New Jersey media report that Sen. Ray Lesniak’s intrastate sports betting bill S-3113 continues to make rapid progress through legislative committees and was signed off by a Senate panel Thursday, clearing the way for it to go before the House for debate and perhaps a vote as early as next week.
From there it will go to the Senate, and Lesniak remains confident he can push the measure through before the holiday break with a Senate vote around December 15.
After that, Gov.
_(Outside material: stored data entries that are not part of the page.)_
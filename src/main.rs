use std::str::FromStr;

use clap::Parser;
use tracing_subscriber::{
    EnvFilter, Layer as _, filter::Directive, fmt::format::FmtSpan, layer::SubscriberExt,
    util::SubscriberInitExt as _,
};

use dredd_market::prelude::*;

mod cmd;

/// Ask a market of LLM providers one question and synthesize a single
/// answer.
#[derive(Debug, Parser)]
#[clap(
    version,
    author,
    after_help = r#"
Environment Variables:
  - OPENAI_API_KEY / OPENAI_API_BASE
  - ANTHROPIC_API_KEY / ANTHROPIC_API_BASE
  - GEMINI_API_KEY (or GOOGLE_API_KEY) / GEMINI_API_BASE
  - DATABASE_URL (optional; omit for an in-process, non-durable store)

  These variables may be set in a standard `.env` file.
"#
)]
struct Opts {
    #[clap(flatten)]
    run: cmd::run::RunOptsCli,
}

/// Our entry point, which can return an error. [`anyhow::Result`] will
/// automatically print a nice error message with optional backtrace.
#[tokio::main]
async fn main() -> Result<()> {
    // Initialize tracing.
    let directive = Directive::from_str("info").expect("built-in directive should be valid");
    let env_filter = EnvFilter::builder()
        .with_default_directive(directive)
        .from_env_lossy();

    let subscriber = tracing_subscriber::fmt::layer()
        .with_span_events(FmtSpan::NEW | FmtSpan::CLOSE)
        .with_writer(std::io::stderr)
        .with_filter(env_filter);

    tracing_subscriber::registry().with(subscriber).init();

    real_main().await
}

/// Our real entry point.
#[instrument(level = "debug", name = "main", skip_all)]
async fn real_main() -> Result<()> {
    // Load environment variables from a `.env` file, if it exists.
    dotenvy::dotenv().ok();

    let opts = Opts::parse();
    debug!("Parsed options: {:?}", opts);

    cmd::run::cmd_run(&opts.run).await
}
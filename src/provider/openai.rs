//! OpenAI (and OpenAI-compatible) wire format (spec.md §6).

use reqwest::{Client, RequestBuilder};
use serde_json::Value;

use crate::{
    config::ProviderConfig,
    error::{ErrorKind, ProviderError},
    model::{ProviderTag, Usage},
    prelude::*,
};

use super::{Adapter, CallParams, DecodedResponse};

#[derive(Debug)]
pub struct OpenAiAdapter;

impl Adapter for OpenAiAdapter {
    fn provider_tag(&self) -> ProviderTag {
        ProviderTag::OpenAi
    }

    fn build_request(
        &self,
        client: &Client,
        config: &ProviderConfig,
        params: &CallParams<'_>,
    ) -> RequestBuilder {
        let url = format!("{}/v1/chat/completions", config.base_url.trim_end_matches('/'));
        let body = json!({
            "model": params.model,
            "messages": [
                { "role": "user", "content": params.prompt },
            ],
            "response_format": { "type": "json_object" },
            "temperature": params.temperature,
            "max_tokens": params.max_tokens,
        });
        let mut req = client.post(url).json(&body);
        if let Some(key) = &config.credential {
            req = req.bearer_auth(key);
        }
        req
    }

    fn decode_response(
        &self,
        requested_model: &str,
        body: &Value,
    ) -> Result<DecodedResponse, ProviderError> {
        let choice = body
            .get("choices")
            .and_then(|c| c.get(0))
            .ok_or_else(|| ProviderError::new(ErrorKind::ParseError, "no choices in response"))?;

        let finish_reason = choice.get("finish_reason").and_then(Value::as_str);
        let safety_blocked = finish_reason == Some("content_filter");

        let text = choice
            .get("message")
            .and_then(|m| m.get("content"))
            .and_then(Value::as_str)
            .unwrap_or_default()
            .to_owned();

        let usage = body
            .get("usage")
            .map(|u| {
                let input = u.get("prompt_tokens").and_then(Value::as_u64).unwrap_or(0);
                let output = u
                    .get("completion_tokens")
                    .and_then(Value::as_u64)
                    .unwrap_or(0);
                let total = u
                    .get("total_tokens")
                    .and_then(Value::as_u64)
                    .unwrap_or(input + output);
                Usage {
                    input_tokens: input,
                    output_tokens: output,
                    total_tokens: total,
                    cost_usd: None,
                }
            })
            .unwrap_or_default();

        let model = body
            .get("model")
            .and_then(Value::as_str)
            .unwrap_or(requested_model)
            .to_owned();

        Ok(DecodedResponse {
            text,
            usage,
            model,
            safety_blocked,
        })
    }
}

#[cfg(test)]
mod tests {
    use super::*;

    #[test]
    fn test_decode_response() {
        let body = json!({
            "model": "gpt-4o-2024-08-06",
            "choices": [{
                "message": { "content": "{\"answer\":\"42\"}" },
                "finish_reason": "stop",
            }],
            "usage": { "prompt_tokens": 10, "completion_tokens": 5, "total_tokens": 15 },
        });
        let decoded = OpenAiAdapter.decode_response("gpt-4o", &body).unwrap();
        assert_eq!(decoded.text, "{\"answer\":\"42\"}");
        assert_eq!(decoded.usage.input_tokens, 10);
        assert_eq!(decoded.usage.output_tokens, 5);
        assert_eq!(decoded.model, "gpt-4o-2024-08-06");
        assert!(!decoded.safety_blocked);
    }

    #[test]
    fn test_content_filter_is_safety_blocked() {
        let body = json!({
            "choices": [{ "message": { "content": "" }, "finish_reason": "content_filter" }],
        });
        let decoded = OpenAiAdapter.decode_response("gpt-4o", &body).unwrap();
        assert!(decoded.safety_blocked);
    }

    #[test]
    fn test_missing_choices_is_parse_error() {
        let body = json!({});
        let err = OpenAiAdapter.decode_response("gpt-4o", &body).unwrap_err();
        assert_eq!(err.kind, ErrorKind::ParseError);
    }
}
Chris Christie will again be faced with supporting the will of the Legislature and the electorate, or exercising his veto rights.
Our readers will recall that the desirability of intrastate sports betting was overwhelmingly confirmed in a November 8 ballot of state residents, after which Lesniak launched a new bill which could bring the state into a confrontation with federal government over the Professional and Amateur Sports Protection Act of 1992 which restricts sports betting to selected states.
This week Lesniak told the Associated Press news agency that his bill has the potential to generate very significant tax revenues for the state and its troubled gambling centre of Atlantic City. Its passage will be worthwhile, he said, even if it is necessary to ultimately confront federal legislation like the PASPA in the courts.
“All the studies we’ve seen show that of all the hundreds of millions of dollars in wagers this will generate, 70 percent of that will come through the internet,” Lesniak claimed.